Tuli has had a couple of strokes in the last year and requires medical attention that is not fully covered by Medicare. This Friday, January 22, a benefit will be held at St. Ann's Warehouse in Brooklyn, NY, produced by Hal Willner. Celebrating Tuli will be Lou Reed, Laurie Anderson, Peter Stampfel (of the Holy Modal Rounders and an original Fug), Philip Glass, Sonic Youth, Richard Belzer, Jeffrey Lewis (a clever young songwriter who's become pals with His Tuliness), John Zorn, Lenny Kaye, Jolie Holland, Gary Lucas, Elliott Sharp, Shilpa Ray, John Kruth and an All-Star Band, and, of course, his brother Fugs. Special surprise guests are rumored and, while that's usually bullshit, I know of at least one that I'm not allowed to mention. Tickets can be purchased here and a Facebook page has been set-up here. Furthermore the Fugs will release a new -- and farewell -- album on February 23rd called BE FREE (The Fugs Final CD Part 2). It's an extraordinary last bow that culminates with Tuli's poem "Greenwich Village Of My Dreams," a memoir of lower Manhattan when it was a bohemian haven and not a yuppie fortress.

Despite severe medical challenges, Tuli's been posting "perverbs" on YouTube lately.

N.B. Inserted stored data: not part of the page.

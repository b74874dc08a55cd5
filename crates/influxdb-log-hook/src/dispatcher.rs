// Copyright 2025-Present Datadog, Inc. https://www.datadoghq.com/
// SPDX-License-Identifier: Apache-2.0

//! Batch dispatcher: decouples log producers from the backing-store writer.
//!
//! ```text
//!    ┌──────────────┐
//!    │   Handles    │ (any number of producers, never do I/O)
//!    └──────┬───────┘
//!           │ bounded queue
//!           v
//!    ┌──────────────┐
//!    │   Service    │ (single worker task, owns the pending batch)
//!    └──────┬───────┘
//!           │ size or interval trigger
//!           v
//!    ┌──────────────┐
//!    │ PointWriter  │
//!    └──────────────┘
//! ```
//!
//! The worker wakes up on either a received point or a flush tick. After
//! handling the wake-up it flushes when a tick fired or the pending batch
//! reached `batch_size`, as long as something is pending. A single write never
//! carries more than `batch_size` points, oldest first.
//!
//! A failed flush keeps the pending batch and retries it on the next trigger.
//! After `max_flush_attempts` consecutive failures the batch is dropped. Every
//! failure is logged and, when subscribed, reported as a [`FlushFailure`].

use crate::config::{Backpressure, DispatcherConfig};
use crate::errors::{ConfigError, FlushError, SubmitError};
use crate::point::Point;
use crate::writer::{BatchPoints, BatchPointsConfig, PointWriter};
use std::sync::atomic::{AtomicU64, Ordering};
use std::sync::Arc;
use tokio::runtime::{Handle, RuntimeFlavor};
use tokio::sync::mpsc::{self, error::TrySendError};
use tokio::task::{JoinError, JoinHandle};
use tokio::time::{self, Instant, MissedTickBehavior};
use tokio_util::sync::CancellationToken;
use tracing::{debug, error, warn, Instrument};

tokio::task_local! {
    static WORKER: ();
}

/// Whether the caller is running on a dispatcher worker task.
///
/// Anything logged from there, including by the writer's own dependencies,
/// must not be fed back into the queue the worker is draining.
#[must_use]
pub fn in_worker_task() -> bool {
    WORKER.try_with(|_| ()).is_ok()
}

/// Reported for every failed flush attempt.
#[derive(Debug, Clone, PartialEq)]
pub struct FlushFailure {
    pub error: FlushError,
    /// Number of points in the failed write.
    pub points: usize,
    /// Consecutive failed attempt this failure represents, starting at 1.
    pub attempt: u32,
    /// Whether the points were dropped after this attempt.
    pub dropped: bool,
}

/// Counters returned by the worker when it stops.
#[derive(Debug, Clone, Copy, Default, PartialEq, Eq)]
pub struct DispatcherStats {
    pub flushes: u64,
    pub flushed_points: u64,
    pub failed_flushes: u64,
    /// Points discarded after exhausting their flush attempts.
    pub dropped_points: u64,
    /// Points refused by a full queue.
    pub refused_points: u64,
}

/// Producer side of the dispatcher. Cheap to clone.
#[derive(Clone, Debug)]
pub struct DispatcherHandle {
    tx: mpsc::Sender<Point>,
    backpressure: Backpressure,
    refused: Arc<AtomicU64>,
}

impl DispatcherHandle {
    /// Enqueues a point for a later flush.
    ///
    /// Never performs network I/O. Under [`Backpressure::Block`] a full queue
    /// makes the caller wait for room; under [`Backpressure::DropNewest`] the
    /// point is refused with [`SubmitError::QueueFull`]. The worker itself is
    /// the only consumer, so a submit from the worker task is refused instead
    /// of waiting.
    pub fn submit(&self, point: Point) -> Result<(), SubmitError> {
        match self.tx.try_send(point) {
            Ok(()) => Ok(()),
            Err(TrySendError::Closed(_)) => Err(SubmitError::Closed),
            Err(TrySendError::Full(point)) => match self.backpressure {
                Backpressure::DropNewest => Err(self.refuse()),
                Backpressure::Block if in_worker_task() => Err(self.refuse()),
                Backpressure::Block => self.send_blocking(point),
            },
        }
    }

    /// Number of points refused because the queue was full.
    #[must_use]
    pub fn dropped(&self) -> u64 {
        self.refused.load(Ordering::Relaxed)
    }

    #[must_use]
    pub fn is_closed(&self) -> bool {
        self.tx.is_closed()
    }

    fn send_blocking(&self, point: Point) -> Result<(), SubmitError> {
        match Handle::try_current() {
            Err(_) => self
                .tx
                .blocking_send(point)
                .map_err(|_| SubmitError::Closed),
            Ok(handle) if handle.runtime_flavor() == RuntimeFlavor::MultiThread => {
                tokio::task::block_in_place(|| handle.block_on(self.tx.send(point)))
                    .map_err(|_| SubmitError::Closed)
            }
            // A current-thread runtime cannot run the worker while we wait.
            Ok(_) => Err(self.refuse()),
        }
    }

    fn refuse(&self) -> SubmitError {
        self.refused.fetch_add(1, Ordering::Relaxed);
        SubmitError::QueueFull
    }
}

/// Consumer side of the dispatcher: owns the queue receiver and the pending batch.
pub struct DispatcherService<W> {
    config: DispatcherConfig,
    batch_config: Arc<BatchPointsConfig>,
    writer: W,
    rx: mpsc::Receiver<Point>,
    pending: Vec<Point>,
    failed_attempts: u32,
    refused: Arc<AtomicU64>,
    reported_refused: u64,
    failures: Option<mpsc::UnboundedSender<FlushFailure>>,
    cancel_token: CancellationToken,
    stats: DispatcherStats,
}

impl<W: PointWriter + 'static> DispatcherService<W> {
    /// Creates the service and its producer handle.
    ///
    /// The service does nothing until [`DispatcherService::spawn`] or
    /// [`DispatcherService::run`] is called.
    pub fn new(
        config: DispatcherConfig,
        batch_config: BatchPointsConfig,
        writer: W,
    ) -> Result<(Self, DispatcherHandle), ConfigError> {
        config.validate()?;

        let (tx, rx) = mpsc::channel(config.queue_capacity());
        let refused = Arc::new(AtomicU64::new(0));
        let handle = DispatcherHandle {
            tx,
            backpressure: config.backpressure,
            refused: Arc::clone(&refused),
        };
        let service = Self {
            pending: Vec::with_capacity(config.batch_size),
            config,
            batch_config: Arc::new(batch_config),
            writer,
            rx,
            failed_attempts: 0,
            refused,
            reported_refused: 0,
            failures: None,
            cancel_token: CancellationToken::new(),
            stats: DispatcherStats::default(),
        };

        Ok((service, handle))
    }

    /// Returns a channel receiving every flush failure from now on.
    ///
    /// Only the most recent subscriber receives failures.
    pub fn subscribe_failures(&mut self) -> mpsc::UnboundedReceiver<FlushFailure> {
        let (tx, rx) = mpsc::unbounded_channel();
        self.failures = Some(tx);
        rx
    }

    /// Token that stops the worker when cancelled.
    #[must_use]
    pub fn cancel_token(&self) -> CancellationToken {
        self.cancel_token.clone()
    }

    /// Starts the worker on the current tokio runtime, inside the caller's span.
    ///
    /// # Panics
    ///
    /// Panics when called outside of a tokio runtime.
    #[must_use]
    pub fn spawn(self) -> DispatcherTask {
        let cancel_token = self.cancel_token.clone();
        let join = tokio::spawn(self.run().in_current_span());
        DispatcherTask { join, cancel_token }
    }

    /// Runs the worker loop until the cancel token fires or every handle is dropped.
    ///
    /// On exit the queue is drained and whatever is pending gets a final flush.
    pub async fn run(self) -> DispatcherStats {
        WORKER.scope((), self.run_loop()).await
    }

    async fn run_loop(mut self) -> DispatcherStats {
        debug!("Batch dispatcher started");

        let period = self.config.flush_interval;
        let mut ticker = time::interval_at(Instant::now() + period, period);
        ticker.set_missed_tick_behavior(MissedTickBehavior::Delay);

        loop {
            let mut timeout = false;

            tokio::select! {
                biased;
                () = self.cancel_token.cancelled() => {
                    debug!("Batch dispatcher shutting down");
                    break;
                }
                _ = ticker.tick() => {
                    timeout = true;
                }
                received = self.rx.recv() => match received {
                    Some(point) => self.pending.push(point),
                    None => {
                        debug!("All dispatcher handles dropped, shutting down");
                        break;
                    }
                },
            }

            if timeout || self.pending.len() >= self.config.batch_size {
                self.flush_due(timeout).await;
            }
        }

        self.drain().await;
        self.stats.refused_points = self.refused.load(Ordering::Relaxed);

        debug!("Batch dispatcher stopped");
        self.stats
    }

    async fn drain(&mut self) {
        self.rx.close();
        while let Some(point) = self.rx.recv().await {
            self.pending.push(point);
        }
        // Each failed attempt counts towards the drop limit, so this terminates.
        while !self.pending.is_empty() {
            self.flush().await;
        }
    }

    /// Flushes full batches, or everything pending when `all` is set, until a
    /// write fails.
    async fn flush_due(&mut self, all: bool) {
        while !self.pending.is_empty() && (all || self.pending.len() >= self.config.batch_size) {
            if !self.flush().await {
                break;
            }
        }
    }

    /// Writes the oldest `batch_size` pending points. Returns whether the write succeeded.
    async fn flush(&mut self) -> bool {
        self.log_refused();

        let n_take = self.pending.len().min(self.config.batch_size);
        let batch = BatchPoints::new(
            Arc::clone(&self.batch_config),
            self.pending.drain(..n_take).collect(),
        );
        let n_points = batch.len();
        debug!("Flushing {n_points} points");

        let flush_timeout = self.config.flush_timeout;
        let result = match time::timeout(flush_timeout, self.writer.write(&batch)).await {
            Ok(Ok(())) => Ok(()),
            Ok(Err(e)) => Err(FlushError::Write(e)),
            Err(_) => Err(FlushError::Timeout(flush_timeout)),
        };

        match result {
            Ok(()) => {
                debug!("Successfully flushed {n_points} points");
                self.failed_attempts = 0;
                self.stats.flushes += 1;
                self.stats.flushed_points += n_points as u64;
                true
            }
            Err(error) => {
                self.failed_attempts += 1;
                self.stats.failed_flushes += 1;
                let attempt = self.failed_attempts;
                let dropped = attempt >= self.config.max_flush_attempts;

                if dropped {
                    error!(
                        "Failed to flush {n_points} points after {attempt} attempts, dropping them: {error}"
                    );
                    self.failed_attempts = 0;
                    self.stats.dropped_points += n_points as u64;
                } else {
                    warn!(
                        "Failed to flush {n_points} points (attempt {attempt}/{}), will retry on next trigger: {error}",
                        self.config.max_flush_attempts
                    );
                    let mut retry = batch.points;
                    retry.append(&mut self.pending);
                    self.pending = retry;
                }

                self.report(FlushFailure {
                    error,
                    points: n_points,
                    attempt,
                    dropped,
                });
                false
            }
        }
    }

    fn report(&self, failure: FlushFailure) {
        if let Some(tx) = &self.failures {
            if tx.send(failure).is_err() {
                debug!("Flush failure receiver dropped");
            }
        }
    }

    fn log_refused(&mut self) {
        let refused = self.refused.load(Ordering::Relaxed);
        if refused > self.reported_refused {
            warn!(
                "{} points refused by a full queue since the last flush",
                refused - self.reported_refused
            );
            self.reported_refused = refused;
        }
    }
}

/// A running dispatcher worker.
#[derive(Debug)]
pub struct DispatcherTask {
    join: JoinHandle<DispatcherStats>,
    cancel_token: CancellationToken,
}

impl DispatcherTask {
    /// Signals the worker to flush what it holds and stop, then waits for it.
    pub async fn shutdown(self) -> Result<DispatcherStats, JoinError> {
        self.cancel_token.cancel();
        self.join.await
    }

    #[must_use]
    pub fn is_finished(&self) -> bool {
        self.join.is_finished()
    }
}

He taught me how to be young and now he's teaching me how to be old. Thank you, Tuli, from the bottom of my heart, for taking your clothes off almost 43 years ago.

NOTE: Donations can be made to Tuli Kupferberg's medical fund, via The Committee on Poetry. All donations are tax deductible.

UPDATE: It's been confirmed that Patti Smith and Suzanne Vega have been added to the bill.